The protocol was not a casual keto challenge. Participants followed an institutional ketogenic diet under multidisciplinary supervision, including dietitian guidance, with a focus on adequate hydration and preventing stone formation. They also received KetoCitra, the Santa Barbara Nutrients medical food that supplies exogenous beta-hydroxybutyrate and alkaline citrate. MRI measured total kidney volume and total liver volume at baseline, 3 months, and 12 months.

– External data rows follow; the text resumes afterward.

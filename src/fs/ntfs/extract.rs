//! ### Extraction Pipeline
//!
//! Reconstructs a file or directory from its MFT entry number and writes the
//! result to the host file system.
//!
//! Files can be spread across records: when a $20 ATTRIBUTE_LIST is present,
//! the $80 slices live in the records it points at, each covering a VCN range.
//! Slices are stitched back together in VCN order.  Named $80 attributes are
//! alternate data streams and come out as separate files.  Directories come
//! out as their raw $I30 stream, with INDX buffers filtered through the $B0
//! bitmap unless slack is requested.

use std::collections::BTreeMap;
use std::io::Write;
use std::path::Path;
use log::{info,warn};
use super::attr::{self,Attribute,Payload};
use super::Volume;
use crate::DYNERR;

/// Extraction knobs
#[derive(Default)]
pub struct ExtractOptions {
    /// keep INDX buffers the bitmap marks free (directory slack)
    pub include_slack: bool
}

/// Output names must be usable on a host file system: a leading '.' becomes
/// `root`, a leading '$' becomes `dollar`.
pub fn sanitize_name(name: &str) -> String {
    match name.chars().next() {
        Some('.') => "root".to_string(),
        Some('$') => format!("dollar{}",&name[1..]),
        _ => name.to_string()
    }
}

/// one output stream being assembled: resident bytes, or VCN-ranged cluster lists
#[derive(Default)]
struct StreamBuilder {
    resident: Option<Vec<u8>>,
    pieces: Vec<(u64,Vec<u64>)>
}

impl StreamBuilder {
    fn add(&mut self,a: &Attribute) {
        match a.resident_data() {
            Some(bytes) => self.resident = Some(bytes.to_vec()),
            None => self.pieces.push((a.first_vcn().unwrap_or(0),a.cluster_list()))
        }
    }
    /// clusters in VCN order
    fn cluster_list(&mut self) -> Vec<u64> {
        self.pieces.sort_by_key(|p| p.0);
        self.pieces.iter().flat_map(|p| p.1.clone()).collect()
    }
}

fn write_stream(vol: &mut Volume,builder: &mut StreamBuilder,path: &Path) -> Result<(),DYNERR> {
    let mut out = std::fs::File::create(path)?;
    match &builder.resident {
        Some(bytes) => out.write_all(bytes)?,
        None => {
            for lcn in builder.cluster_list() {
                out.write_all(&vol.cluster(lcn)?)?;
            }
        }
    }
    Ok(())
}

/// collect the $80 attributes for the target, chasing the attribute list when present
fn gather_data_attributes(vol: &mut Volume,rec: &super::mft::MftRecord) -> Result<Vec<Attribute>,DYNERR> {
    let lists = rec.attributes_of_type(attr::ATTRIBUTE_LIST);
    if lists.is_empty() {
        return Ok(rec.attributes_of_type(attr::DATA));
    }
    // order the holding records by the VCN range they cover
    let mut refs: Vec<(u64,u64)> = Vec::new();
    for list in &lists {
        if let Payload::AttributeList(items) = &list.payload {
            for item in items {
                if item.type_code==attr::DATA {
                    refs.push((item.start_vcn,item.mft()));
                }
            }
        }
    }
    refs.sort_by_key(|r| r.0);
    let mut mft_numbers: Vec<u64> = Vec::new();
    for (_vcn,mft_no) in refs {
        if !mft_numbers.contains(&mft_no) {
            mft_numbers.push(mft_no);
        }
    }
    let mut ans: Vec<Attribute> = Vec::new();
    for mft_no in mft_numbers {
        let holder = match mft_no==rec.record_number() {
            true => rec.attributes_of_type(attr::DATA),
            false => vol.record(mft_no)?.attributes_of_type(attr::DATA)
        };
        ans.extend(holder);
    }
    Ok(ans)
}

/// Extract MFT entry `entry` into `out_dir`.  Files come out under their longest
/// $30 name (sanitized), alternate data streams as `<name>-ads-<stream>`, and
/// directory indexes as `index-<name>`.
pub fn extract_entry(vol: &mut Volume,entry: u64,out_dir: &Path,opts: &ExtractOptions) -> Result<(),DYNERR> {
    let rec = vol.record(entry)?;
    // prefer the longest filename; namespaces make the DOS name shorter
    let mut fname: Option<String> = None;
    let mut fname_len = 0;
    let mut is_directory = false;
    for a in rec.attributes_of_type(attr::FILE_NAME) {
        if let Payload::FileName(fn_attr) = &a.payload {
            if fname.is_none() {
                is_directory = fn_attr.is_directory();
            }
            if fn_attr.name_len() > fname_len {
                fname_len = fn_attr.name_len();
                fname = Some(fn_attr.name().to_string());
            }
        }
    }
    let fname = match fname {
        Some(name) => sanitize_name(&name),
        None => {
            info!("record {} has no filename attribute, nothing to extract",entry);
            return Ok(());
        }
    };
    if is_directory {
        let mut cluster_list: Vec<u64> = Vec::new();
        for alloc in rec.attributes_of_type(attr::INDEX_ALLOCATION) {
            cluster_list.append(&mut alloc.cluster_list());
        }
        let bitmaps = rec.attributes_of_type(attr::BITMAP);
        if bitmaps.len() != 1 {
            warn!("expected one $B0 bitmap, found {}",bitmaps.len());
            return Ok(());
        }
        let bitmap = match &bitmaps[0].payload {
            Payload::Bitmap(map) => map,
            _ => {
                warn!("the $B0 attribute did not decode as a bitmap");
                return Ok(());
            }
        };
        info!("creating INDX file index-{}",fname);
        let mut out = std::fs::File::create(out_dir.join(format!("index-{}",fname)))?;
        for (i,lcn) in cluster_list.iter().enumerate() {
            if opts.include_slack || bitmap.in_use(i as u64) {
                out.write_all(&vol.cluster(*lcn)?)?;
            }
        }
        return Ok(());
    }
    // file branch
    let data_attrs = gather_data_attributes(vol,&rec)?;
    let mut default_stream = StreamBuilder::default();
    let mut ads: BTreeMap<String,StreamBuilder> = BTreeMap::new();
    for a in &data_attrs {
        match a.name() {
            Some(stream_name) => ads.entry(stream_name.to_string()).or_default().add(a),
            None => default_stream.add(a)
        }
    }
    info!("extracting file {}",fname);
    write_stream(vol,&mut default_stream,&out_dir.join(&fname))?;
    for (stream_name,mut builder) in ads {
        info!("extracting alternate data stream {} for file {}",stream_name,fname);
        write_stream(vol,&mut builder,&out_dir.join(format!("{}-ads-{}",fname,stream_name)))?;
    }
    Ok(())
}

Three patients stopped the ketogenic diet after the initial education period and returned to their usual diet, while seven continued to 12 months. Among those completers, total kidney volume fell significantly at 12 months. Across the full cohort, total liver volume also dropped significantly at 3 and 12 months. That matters in ADPKD because organ-volume reduction is not a cosmetic metric, it is a practical read on cyst burden, and liver enlargement is a common complication as the disease advances. The company also said kidney function stayed stable during the intervention, which is the kind of outcome clinicians want to see when eGFR in this population usually trends downward over time.
The new update sits inside a broader, still-early evidence base. In 2023, the randomized KETO-ADPKD trial tested ketogenic diet, water-fasting, and control arms in an exploratory, open, single-center design, with feasibility and kidney-function signals but lipid changes flagged as a safety issue. Later subgroup work suggested stronger kidney-volume effects with higher ketone-body levels, while the liver-volume benefit did not depend on ketosis depth. Preclinical rat data also showed beta-hydroxybutyrate plus citrate could slow or partially reverse PKD progression, which is the kind of mechanistic backdrop companies lean on when they pitch a medical food.
That is the real line to draw here. This is disease-specific metabolic therapy, run under supervision, not everyday hobbyist keto. The headline is encouraging because the kidneys and liver got smaller on MRI, but the story is still about a small interim cohort, a company-backed protocol, and a field that is trying to prove keto can do more than just move scale weight.